YOLO11-JDE: Fast and Accurate Multi-Object Tracking with Self-Supervised Re-ID
Iñaki Erregue, Kamal Nasrollahi, Sergio Escalera
TL;DR
YOLO11-JDE tackles real-time multi-object tracking by integrating a self-supervised Re-ID branch into a lightweight YOLO11s framework to perform Joint Detection and Embedding. It uses Mosaic data augmentation and a triplet loss with hard positive and semi-hard negative mining to learn discriminative appearance embeddings without heavy identity labeling, while a custom data association fuses motion, appearance, and localization cues for robust online tracking. Ablation studies show the optimal Re-ID loss setup, embedding dimension, and training data choices, with results on MOT17 and MOT20 demonstrating competitive accuracy and superior FPS using fewer than 10M parameters. The approach emphasizes practical applicability, particularly in crowded scenes, and suggests future work on better decoupling Re-ID from detection and exploring stronger augmentations and multi-scale embeddings for further gains.
Abstract
We introduce YOLO11-JDE, a fast and accurate multi-object tracking (MOT) solution that combines real-time object detection with self-supervised Re-Identification (Re-ID).
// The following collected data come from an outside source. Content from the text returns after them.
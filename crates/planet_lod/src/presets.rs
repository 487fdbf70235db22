//! Precomputed grid triangulations for leaf patches.
//!
//! A leaf patch is a `res × res` vertex grid. Its border ring is split into
//! four strips (Up, Right, Down, Left). When the neighbor across an edge is
//! one level coarser, that neighbor only has every other vertex along the
//! shared edge, so the strip on this side fans over two cells and skips the
//! odd edge vertices. One template exists per 4-bit mask of coarser edges.
//!
//! # Mask Layout
//!
//! ```text
//!            Up (0b1000)
//!          ┌───────────┐
//!          │ ╲ ╱ ╲ ╱ ╲ │
//!   Left   │           │  Right
//! (0b0001) │  interior │ (0b0100)
//!          │           │
//!          │ ╱ ╲ ╱ ╲ ╱ │
//!          └───────────┘
//!           Down (0b0010)
//! ```
//!
//! All triangles wind clockwise in template space (x right, y up).

use glam::DVec2;

use crate::constants::{PRESET_COUNT, TEMPLATE_EXTENT};

/// Coarser-neighbor bit of the Up edge.
pub const MASK_UP: u8 = 0b1000;
/// Coarser-neighbor bit of the Right edge.
pub const MASK_RIGHT: u8 = 0b0100;
/// Coarser-neighbor bit of the Down edge.
pub const MASK_DOWN: u8 = 0b0010;
/// Coarser-neighbor bit of the Left edge.
pub const MASK_LEFT: u8 = 0b0001;

/// Vertices and triangle indices of one grid triangulation.
#[derive(Clone, Debug, PartialEq)]
pub struct QuadTemplate {
  vertices: Vec<DVec2>,
  triangles: Vec<u32>,
}

impl QuadTemplate {
  /// Parametric vertex positions in `[0, 100]²`, row-major.
  pub fn vertices(&self) -> &[DVec2] {
    &self.vertices
  }

  /// Triangle indices, 3 per triangle.
  pub fn triangles(&self) -> &[u32] {
    &self.triangles
  }

  pub fn triangle_count(&self) -> usize {
    self.triangles.len() / 3
  }
}

/// The 16 seam templates for one grid density.
///
/// Built once per planet and shared by every face.
#[derive(Clone, Debug)]
pub struct QuadPresets {
  density: usize,
  templates: Vec<QuadTemplate>,
}

impl QuadPresets {
  /// Build all templates for `density` quads per side.
  ///
  /// `density` must be even and at least 2 (see
  /// [`PlanetSettings::sanitized`](crate::settings::PlanetSettings::sanitized)).
  pub fn instantiate(density: usize) -> Self {
    debug_assert!(
      density >= 2 && density % 2 == 0,
      "grid density must be even and >= 2"
    );

    let res = density + 1;
    let vertices = grid_vertices(res);
    let templates = (0..PRESET_COUNT as u8)
      .map(|mask| QuadTemplate {
        vertices: vertices.clone(),
        triangles: grid_triangles(mask, res),
      })
      .collect();

    Self { density, templates }
  }

  pub fn density(&self) -> usize {
    self.density
  }

  /// Vertices per side.
  pub fn resolution(&self) -> usize {
    self.density + 1
  }

  /// Template for a coarser-neighbor mask. Only the low 4 bits are used.
  #[inline]
  pub fn template(&self, mask: u8) -> &QuadTemplate {
    &self.templates[(mask & 0b1111) as usize]
  }

  pub fn templates(&self) -> &[QuadTemplate] {
    &self.templates
  }
}

fn grid_vertices(res: usize) -> Vec<DVec2> {
  let step = TEMPLATE_EXTENT / (res - 1) as f64;
  let mut vertices = Vec::with_capacity(res * res);
  for j in 0..res {
    for i in 0..res {
      vertices.push(DVec2::new(i as f64 * step, j as f64 * step));
    }
  }
  vertices
}

fn grid_triangles(mask: u8, res: usize) -> Vec<u32> {
  let mut tris: Vec<usize> = Vec::with_capacity(6 * (res - 1) * (res - 1));

  // Interior quads, everything off the border ring
  for j in 1..res - 2 {
    for i in 1..res - 2 {
      let index = i + j * res;
      tris.extend_from_slice(&[index + res, index + 1, index]);
      tris.extend_from_slice(&[index + res, index + 1 + res, index + 1]);
    }
  }

  // i walks along the strip; corners (i == 0, i == res - 2) only get the
  // edge-side triangle, the neighboring strip closes them.
  let top = res * (res - 1);
  for i in 0..res - 1 {
    let even = i % 2 == 0;
    let inner = i != 0 && i != res - 2;

    // Up
    if mask & MASK_UP != 0 {
      if even {
        tris.extend_from_slice(&[top + i, top + i + 2, top + i + 1 - res]);
      }
    } else {
      let low = if even { top + i + 1 - res } else { top + i - res };
      tris.extend_from_slice(&[top + i, top + i + 1, low]);
    }
    if inner {
      let high = if even { top + i } else { top + i + 1 };
      tris.extend_from_slice(&[high, top + i + 1 - res, top + i - res]);
    }

    // Right
    if mask & MASK_RIGHT != 0 {
      if even {
        tris.extend_from_slice(&[
          (i + 1) * res + res - 2,
          (i + 1) * res + 2 * res - 1,
          i * res + res - 1,
        ]);
      }
    } else {
      let first = if even {
        (i + 1) * res + res - 2
      } else {
        i * res + res - 2
      };
      tris.extend_from_slice(&[first, (i + 1) * res + res - 1, i * res + res - 1]);
    }
    if inner {
      let edge = if even {
        i * res + res - 1
      } else {
        (i + 1) * res + res - 1
      };
      tris.extend_from_slice(&[(i + 1) * res + res - 2, edge, i * res + res - 2]);
    }

    // Down
    if mask & MASK_DOWN != 0 {
      if even {
        tris.extend_from_slice(&[i + res + 1, i + 2, i]);
      }
    } else {
      let first = if even { i + res + 1 } else { i + res };
      tris.extend_from_slice(&[first, i + 1, i]);
    }
    if inner {
      let edge = if even { i } else { i + 1 };
      tris.extend_from_slice(&[i + res, i + res + 1, edge]);
    }

    // Left
    if mask & MASK_LEFT != 0 {
      if even {
        tris.extend_from_slice(&[(i + 2) * res, (i + 1) * res + 1, i * res]);
      }
    } else {
      let inward = if even { (i + 1) * res + 1 } else { i * res + 1 };
      tris.extend_from_slice(&[(i + 1) * res, inward, i * res]);
    }
    if inner {
      let edge = if even { i * res } else { (i + 1) * res };
      tris.extend_from_slice(&[(i + 1) * res + 1, i * res + 1, edge]);
    }
  }

  tris.into_iter().map(|index| index as u32).collect()
}

#[cfg(test)]
#[path = "presets_test.rs"]
mod presets_test;
//! Terrain height field: layered noise to altitude, altitude to color.

mod extremum;
mod height_field;

pub use extremum::TerrainExtremum;
pub use height_field::TerrainHeightField;

#[cfg(test)]
#[path = "height_field_test.rs"]
mod height_field_test;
By incorporating a dedicated Re-ID branch into YOLO11s, our model performs Joint Detection and Embedding (JDE), generating appearance features for each detection. The Re-ID branch is trained in a fully self-supervised setting while simultaneously training for detection, eliminating the need for costly identity-labeled datasets. The triplet loss, with hard positive and semi-hard negative mining strategies, is used for learning discriminative embeddings. Data association is enhanced with a custom tracking implementation that successfully integrates motion, appearance, and location cues. YOLO11-JDE achieves competitive results on MOT17 and MOT20 benchmarks, surpassing existing JDE methods in terms of FPS and using up to ten times fewer parameters. Thus, making our method a highly attractive solution for real-world applications.